Variations for Valentines

Variations for Valentines

The RBSO has something special for the month of February

ARTS & ENTERTAINMENT
Variations for Valentines
Michel Tilkin. photos courtesy of Royal Bangkok Symphony Orchestra

Not slushy or sloppy or kissy-kissy, but three faces of real love will be presented by the Royal Bangkok Symphony Orchestra for St Valentine's month offering at the Thailand Cultural Centre on Feb 8. The first face is the tragedy of love, the second face is the love of beauty, and the third is one of the most emotional offerings of love to humanity in general.

Conductor Michel Tilkin is in charge of the orchestra for Romeo And Juliet, Shakespeare's tragedy of teenagers in love. In the original in 1588, Juliet was definitely 13 years old. ("My daughter hath not seen the turn of 14 years," says her father). Romeo was probably 16 or 17.

Musically, though, their love was timeless -- at least 20 operas (including Bellini and Gounod), and hundreds of orchestral/choral composers (including Beethoven, Berlioz, Prokofiev and of course Leonard Bernstein with West Side Story).

Yet the most popular Romeo And Juliet has always been the symphonic poem by Peter Ilych Tchaikovsky. The reasons are not difficult to hear. To the original doomed Italian couple and the English dramatist, Tchaikovsky added Russian pathos. More than pathos, a huge climax in the middle amongst the composer's most fervent.
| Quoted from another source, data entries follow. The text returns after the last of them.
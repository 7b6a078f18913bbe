mod expr;
mod stmt;

use cursor::Line;
use errors::{At, StaticError};
pub use expr::{Expr, LiteralValue};
use scanner::{Token, TokenData, TokenType};
pub use stmt::Stmt;

use TokenType::*;

#[derive(thiserror::Error, Debug, Clone, PartialEq)]
pub enum ParserErrorType {
    #[error("Expect expression.")]
    ExpectedExpression,
    #[error("Expect ')' after expression.")]
    ExpectedRightParen,
    #[error("Expect ';' after {0}.")]
    ExpectedSemicolonAfter(&'static str),
    #[error("Expect variable name.")]
    ExpectedVariableName,
    #[error("Expect '}}' after block.")]
    ExpectedRightBrace,
    #[error("Invalid assignment target.")]
    InvalidAssignmentTarget,
    #[error("Too much nesting.")]
    TooMuchNesting,
}

#[derive(thiserror::Error, Debug, Clone, PartialEq)]
#[error("[line {line}] Error{at}: {error}")]
pub struct ParserError {
    pub error: ParserErrorType,
    pub line: Line,
    pub at: At,
}

impl ParserError {
    fn new(error: ParserErrorType, token: &Token) -> Self {
        let at = match token.data {
            TokenData::Eof => At::End,
            _ => At::Lexeme(token.lexeme().to_string()),
        };
        Self { error, line: token.line(), at }
    }
}

impl From<ParserError> for StaticError {
    fn from(e: ParserError) -> Self {
        StaticError::new(e.line, e.at, e.error)
    }
}

pub type Result<T> = std::result::Result<T, ParserError>;

/// Deepest nesting of groupings, unary operators, assignments and blocks the
/// parser accepts before reporting an error instead of recursing further.
const MAX_NESTING: usize = 64;

/// Recursive descent parser with one token of lookahead.
///
/// A syntax error abandons the current declaration only: the parser records
/// it, skips ahead to the next statement boundary and carries on, so a single
/// run reports as many errors as possible.
#[derive(Debug)]
pub struct Parser<'a> {
    tokens: Vec<Token<'a>>,
    current: usize,
    depth: usize,
    errors: Vec<ParserError>,
}

impl<'a> Parser<'a> {
    /// `tokens` must end with an `Eof` token, as produced by the scanner.
    ///
    /// # Panics
    ///
    /// Panics if `tokens` is empty or its last token is not `Eof`.
    pub fn new(tokens: Vec<Token<'a>>) -> Self {
        assert!(
            matches!(tokens.last(), Some(t) if t.data == TokenData::Eof),
            "token sequence must end with Eof"
        );
        Self { tokens, current: 0, depth: 0, errors: Vec::new() }
    }

    /// Returns every statement that parsed, in source order, together with all
    /// syntax errors. Statements that failed to parse are left out.
    pub fn parse(mut self) -> (Vec<Stmt<'a>>, Vec<ParserError>) {
        let mut stmts = Vec::new();
        while !self.is_at_end() {
            stmts.extend(self.declaration());
        }

        log::debug!("Parsed {} statements, {} errors", stmts.len(), self.errors.len());
        (stmts, self.errors)
    }

    fn declaration(&mut self) -> Option<Stmt<'a>> {
        let result =
            if self.consume(Var).is_some() { self.var_declaration() } else { self.statement() };

        match result {
            Ok(stmt) => {
                log::trace!("Parsed statement: {:?}", stmt);
                Some(stmt)
            }
            Err(e) => {
                log::debug!("Hit error: {}, syncing...", e);
                self.errors.push(e);
                self.synchronize();
                None
            }
        }
    }

    fn var_declaration(&mut self) -> Result<Stmt<'a>> {
        let name = self.consume_or_error(Identifier, ParserErrorType::ExpectedVariableName)?;

        let initializer = match self.consume(Equal) {
            Some(_) => Some(self.expression()?),
            None => None,
        };

        self.consume_or_error(
            Semicolon,
            ParserErrorType::ExpectedSemicolonAfter("variable declaration"),
        )?;

        Ok(Stmt::Var { name, initializer })
    }

    fn statement(&mut self) -> Result<Stmt<'a>> {
        if self.consume(Print).is_some() {
            return self.print_statement();
        }

        if self.consume(LeftBrace).is_some() {
            return self.nested(Self::block);
        }

        self.expression_statement()
    }

    fn block(&mut self) -> Result<Stmt<'a>> {
        let mut stmts = Vec::new();

        while !self.check(RightBrace) && !self.is_at_end() {
            stmts.extend(self.declaration());
        }

        self.consume_or_error(RightBrace, ParserErrorType::ExpectedRightBrace)?;
        Ok(Stmt::Block(stmts))
    }

    fn print_statement(&mut self) -> Result<Stmt<'a>> {
        let value = self.expression()?;
        self.consume_or_error(Semicolon, ParserErrorType::ExpectedSemicolonAfter("expression"))?;
        Ok(Stmt::Print(value))
    }

    fn expression_statement(&mut self) -> Result<Stmt<'a>> {
        let value = self.expression()?;
        self.consume_or_error(Semicolon, ParserErrorType::ExpectedSemicolonAfter("expression"))?;
        Ok(Stmt::Expression(value))
    }

    fn expression(&mut self) -> Result<Expr<'a>> {
        self.nested(Self::assignment)
    }

    fn assignment(&mut self) -> Result<Expr<'a>> {
        let expr = self.equality()?;

        let Some(equals) = self.consume(Equal) else {
            return Ok(expr);
        };
        let value = Box::new(self.nested(Self::assignment)?);

        match expr {
            Expr::Variable(name) => Ok(Expr::Assign { name, value }),
            // Reported, but the parser is not confused, so no need to synchronize.
            expr => {
                let e = ParserError::new(ParserErrorType::InvalidAssignmentTarget, &equals);
                log::debug!("Hit error: {}", e);
                self.errors.push(e);
                Ok(expr)
            }
        }
    }

    fn equality(&mut self) -> Result<Expr<'a>> {
        self.binary(&[BangEqual, EqualEqual], Self::comparison)
    }

    fn comparison(&mut self) -> Result<Expr<'a>> {
        self.binary(&[Greater, GreaterEqual, Less, LessEqual], Self::addition)
    }

    fn addition(&mut self) -> Result<Expr<'a>> {
        self.binary(&[Minus, Plus], Self::multiplication)
    }

    fn multiplication(&mut self) -> Result<Expr<'a>> {
        self.binary(&[Slash, Star], Self::unary)
    }

    /// One left-associative precedence level: `operand (operator operand)*`.
    fn binary(
        &mut self,
        operators: &[TokenType],
        operand: fn(&mut Self) -> Result<Expr<'a>>,
    ) -> Result<Expr<'a>> {
        let mut expr = operand(self)?;

        while let Some(operator) = self.consume_any(operators) {
            let right = Box::new(operand(self)?);
            expr = Expr::Binary { left: Box::new(expr), operator, right };
        }

        Ok(expr)
    }

    fn unary(&mut self) -> Result<Expr<'a>> {
        if let Some(operator) = self.consume_any(&[Bang, Minus]) {
            let right = Box::new(self.nested(Self::unary)?);
            return Ok(Expr::Unary { operator, right });
        }

        self.primary()
    }

    fn primary(&mut self) -> Result<Expr<'a>> {
        let token = self.peek().clone();
        let expr = match token.data {
            TokenData::False => Expr::Literal(LiteralValue::Boolean(false)),
            TokenData::True => Expr::Literal(LiteralValue::Boolean(true)),
            TokenData::Nil => Expr::Literal(LiteralValue::Nil),
            TokenData::Number(n) => Expr::Literal(LiteralValue::Number(n)),
            TokenData::Str(s) => Expr::Literal(LiteralValue::Str(s)),
            TokenData::Identifier => Expr::Variable(token.clone()),
            TokenData::LeftParen => {
                self.advance();
                let expr = self.expression()?;
                self.consume_or_error(RightParen, ParserErrorType::ExpectedRightParen)?;
                return Ok(Expr::Grouping(Box::new(expr)));
            }
            _ => {
                return Err(ParserError::new(ParserErrorType::ExpectedExpression, &token))
            }
        };

        self.advance();
        Ok(expr)
    }

    /// Discards tokens until we're probably at the start of the next statement.
    fn synchronize(&mut self) {
        self.advance();

        while !self.is_at_end() {
            if self.previous().data == TokenData::Semicolon {
                return;
            }

            match self.peek().token_type() {
                Class | Fun | Var | For | If | While | Print | Return => return,
                _ => {}
            }

            log::trace!("Syncing, skipping '{}'", self.peek());
            self.advance();
        }
    }
}

// Helpers
impl<'a> Parser<'a> {
    fn peek(&self) -> &Token<'a> {
        &self.tokens[self.current]
    }

    fn previous(&self) -> &Token<'a> {
        &self.tokens[self.current - 1]
    }

    fn is_at_end(&self) -> bool {
        self.peek().data == TokenData::Eof
    }

    fn check(&self, token_type: TokenType) -> bool {
        !self.is_at_end() && self.peek().token_type() == token_type
    }

    /// Never moves past `Eof`.
    fn advance(&mut self) -> Token<'a> {
        if !self.is_at_end() {
            self.current += 1;
            self.previous().clone()
        } else {
            self.peek().clone()
        }
    }

    /// Runs `parse` one nesting level deeper.
    fn nested<T>(&mut self, parse: fn(&mut Self) -> Result<T>) -> Result<T> {
        if self.depth >= MAX_NESTING {
            return Err(ParserError::new(ParserErrorType::TooMuchNesting, self.peek()));
        }

        self.depth += 1;
        let result = parse(self);
        self.depth -= 1;
        result
    }

    fn consume(&mut self, token_type: TokenType) -> Option<Token<'a>> {
        self.check(token_type).then(|| self.advance())
    }

    fn consume_any(&mut self, token_types: &[TokenType]) -> Option<Token<'a>> {
        token_types.iter().find_map(|t| self.consume(*t))
    }

    fn consume_or_error(
        &mut self,
        token_type: TokenType,
        error_type: ParserErrorType,
    ) -> Result<Token<'a>> {
        self.consume(token_type).ok_or_else(|| ParserError::new(error_type, self.peek()))
    }
}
Second, he actually did tell the story in four main sections. First is the cell of Friar Laurence (slow and medieval). Then the centrepiece, the two families and the meeting of the lovers. Listen to the quarrel -- and then recognise a theme that has been spoiled by being the theme for every old sobbing movie and radio soap opera.

Following that is Camille Saint-Saëns' offering of musical love. The French composer's genius was first heard at the age of three in 1838. Over the next 86 years -- from the Age of Chopin to the Age of Schoenberg -- he composed, conducted, performed, and wrote poetry and drama, travelling incessantly through the Middle East, dying in Algeria.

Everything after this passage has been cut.